Pongal and Pongala

It so happened that I traveled to Thrissur early this week for some work and learned from my friend that this young potter had restarted his pottery workshop after learning with a famous potter/artist in Kerala. He makes his pots from red soil combined with sand and uses filtered red soil for applying the finishing coat and fires it in his wood kiln. Unlike many conventional potters who use other chemical colors to give a bright red hue to the pot.

I just thought that I will pick up a few pots since Pongal is coming up. He normally does design pottery, but this being Pongala season in Kerala, he is frenetically making these small pots to supply to the temples. Pongala is the annual festival associated with Devi temples, mostly in Southern Kerala, where women devotees prepare pongal at the temple precincts or nearby and offer to the deity.

The most famous pongala festival is held in March at Attukal Devi Temple in Trivandrum, my hometown. The Pongala has become so big that women set up their wood stoves on roadsides, yards, shop fronts several kilometers from the temple to make the offering. It has entered the Guinness book of records for being the largest congregation of women anywhere in the world with  25 lakh women gathering to offer Pongala to the goddess. The state and citizen volunteers come together and the city provides all amenities to the women, many autos ply free, water is provided everywhere, many households near the temple allow the women to set up their stoves in their yards, the city cleaning staff come out in complete strength to clear up the city the same day. This is also a zero waste festival with no plastic allowed anywhere and all waste being segregated and cleared within hours of the end of the offering.
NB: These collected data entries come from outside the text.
//! Pipeline builder.

use super::Pipeline;
use crate::dag::Dag;
use crate::errors::{DuplicateStepError, FlowdagError, StepFailure};
use crate::step::{Callable, FnStep, Step, StepInput, StepOptions};
use serde_json::Value;
use std::sync::Arc;

/// Builder collecting steps before validation.
///
/// Dependencies may reference steps registered later; resolution and
/// acyclicity are checked by [`PipelineBuilder::build`].
#[derive(Debug, Default)]
pub struct PipelineBuilder {
    name: String,
    dag: Dag,
}

impl PipelineBuilder {
    /// Creates a new builder.
    #[must_use]
    pub fn new(name: impl Into<String>) -> Self {
        Self {
            name: name.into(),
            dag: Dag::new(),
        }
    }

    /// Registers a step.
    ///
    /// # Errors
    ///
    /// Returns [`DuplicateStepError`] if the name is already taken.
    pub fn step(
        &mut self,
        name: impl Into<String>,
        dependencies: &[&str],
        callable: Arc<dyn Callable>,
        options: StepOptions,
    ) -> Result<&mut Self, DuplicateStepError> {
        self.add(Step::new(
            name,
            dependencies.iter().copied(),
            callable,
            options,
        ))
    }

    /// Registers a step backed by a synchronous closure.
    ///
    /// # Errors
    ///
    /// Returns [`DuplicateStepError`] if the name is already taken.
    pub fn step_fn<F>(
        &mut self,
        name: impl Into<String>,
        dependencies: &[&str],
        options: StepOptions,
        func: F,
    ) -> Result<&mut Self, DuplicateStepError>
    where
        F: Fn(StepInput) -> Result<Value, StepFailure> + Send + Sync + 'static,
    {
        self.step(name, dependencies, Arc::new(FnStep::new(func)), options)
    }

    /// Registers a prebuilt step.
    ///
    /// # Errors
    ///
    /// Returns [`DuplicateStepError`] if the name is already taken.
    pub fn add(&mut self, step: Step) -> Result<&mut Self, DuplicateStepError> {
        self.dag.add(step)?;
        Ok(self)
    }

    /// Returns the pipeline name.
    #[must_use]
    pub fn name(&self) -> &str {
        &self.name
    }

    /// Returns the number of registered steps.
    #[must_use]
    pub fn len(&self) -> usize {
        self.dag.len()
    }

    /// Returns true if no steps have been registered.
    #[must_use]
    pub fn is_empty(&self) -> bool {
        self.dag.is_empty()
    }

    /// Validates the graph and returns the pipeline.
    ///
    /// # Errors
    ///
    /// Returns [`FlowdagError::MissingDependency`] or
    /// [`FlowdagError::Cycle`] when validation fails.
    pub fn build(self) -> Result<Pipeline, FlowdagError> {
        self.dag.validate()?;
        Ok(Pipeline::new(self.name, self.dag))
    }
}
Are your mann kalams ready to use? And use instructions

We have done the water filling test to check if the pot leaks, but haven’t seasoned it. Since this is for the festival we thought you might want to do it yourself. Please boil water in which rice has been washed or Kanji water in the pot on a low fire, rinse the pot and apply oil inside. Generally with clay and stone vessels kindly use non-toxic cleaners as these porous surfaces can absorb these materials.

Kindly use the mud vessels on low fire, preferably use the smallest burner on the stove and start on low fire, don’t let the water dry up and burn, this could lead to the pot cracking, in addition to charring the food. These pots are fragile and need to be handled gently and used carefully.